(Records from a data source)
//! API error types.

use axum::Json;
use axum::http::StatusCode;
use axum::response::{IntoResponse, Response};
use serde::Serialize;

/// API error response.
#[derive(Debug, Serialize)]
pub struct ErrorResponse {
    /// Error code for programmatic handling.
    pub code: String,
    /// Human-readable error message.
    pub message: String,
}

/// API error type.
///
/// Cache failures are deliberately absent: the distributed cache degrades to
/// a miss and never fails a request.
#[derive(Debug, thiserror::Error)]
pub enum ApiError {
    #[error("not found: {0}")]
    NotFound(String),

    #[error("bad request: {0}")]
    BadRequest(String),

    #[error("internal error: {0}")]
    Internal(String),

    #[error("storage error: {0}")]
    Storage(#[from] airlift_storage::StorageError),
}

impl ApiError {
    /// Get the error code for this error.
    pub fn code(&self) -> &'static str {
        match self {
            Self::NotFound(_) => "not_found",
            Self::BadRequest(_) => "bad_request",
            Self::Internal(_) => "internal_error",
            Self::Storage(_) => "storage_error",
        }
    }

    /// Get the HTTP status code for this error.
    pub fn status_code(&self) -> StatusCode {
        match self {
            Self::NotFound(_) => StatusCode::NOT_FOUND,
            Self::BadRequest(_) => StatusCode::BAD_REQUEST,
            Self::Internal(_) => StatusCode::INTERNAL_SERVER_ERROR,
            Self::Storage(e) => match e {
                airlift_storage::StorageError::NotFound(_) => StatusCode::NOT_FOUND,
                _ => StatusCode::INTERNAL_SERVER_ERROR,
            },
        }
    }
}

impl IntoResponse for ApiError {
    fn into_response(self) -> Response {
        let status = self.status_code();
        let body = ErrorResponse {
            code: self.code().to_string(),
            message: self.to_string(),
        };
        (status, Json(body)).into_response()
    }
}

/// Result type for API handlers.
pub type ApiResult<T> = std::result::Result<T, ApiError>;
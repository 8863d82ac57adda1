//! Common types for the Azure provider extension: Gardener API types,
//! errors, sentinel keys and telemetry

#![deny(missing_docs)]

pub mod crd;
pub mod error;
pub mod telemetry;

pub use error::Error;

/// Result type alias using our custom Error type
pub type Result<T> = std::result::Result<T, Error>;

/// Shoot annotation forcing the legacy terraformer reconciliation path
pub const ANNOTATION_KEY_USE_TF: &str = "azure.provider.extensions.gardener.cloud/use-tf";

/// Infrastructure annotation requesting the flow reconciliation engine
pub const ANNOTATION_KEY_USE_FLOW: &str = "azure.provider.extensions.gardener.cloud/use-flow";

/// Seed label selecting the flow engine for newly created infrastructures
pub const SEED_LABEL_KEY_USE_FLOW: &str = ANNOTATION_KEY_USE_FLOW;

/// Seed label value meaning "use flow for new infrastructures"
pub const SEED_LABEL_USE_FLOW_VALUE_NEW: &str = "new";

_Task item:_ Once you find the line with "(status, Json(body)).into_response()" in the entries above, output it and each line after it up to and including the line with "pub const ANNOTATION_KEY_USE_TF: &str", and nothing else.

_Answer to this task:_
        (status, Json(body)).into_response()
    }
}

/// Result type for API handlers.
pub type ApiResult<T> = std::result::Result<T, ApiError>;
repository 8863d82ac57adda1
//! Common types for the Azure provider extension: Gardener API types,
//! errors, sentinel keys and telemetry

#![deny(missing_docs)]

pub mod crd;
pub mod error;
pub mod telemetry;

pub use error::Error;

/// Result type alias using our custom Error type
pub type Result<T> = std::result::Result<T, Error>;

/// Shoot annotation forcing the legacy terraformer reconciliation path
pub const ANNOTATION_KEY_USE_TF: &str = "azure.provider.extensions.gardener.cloud/use-tf";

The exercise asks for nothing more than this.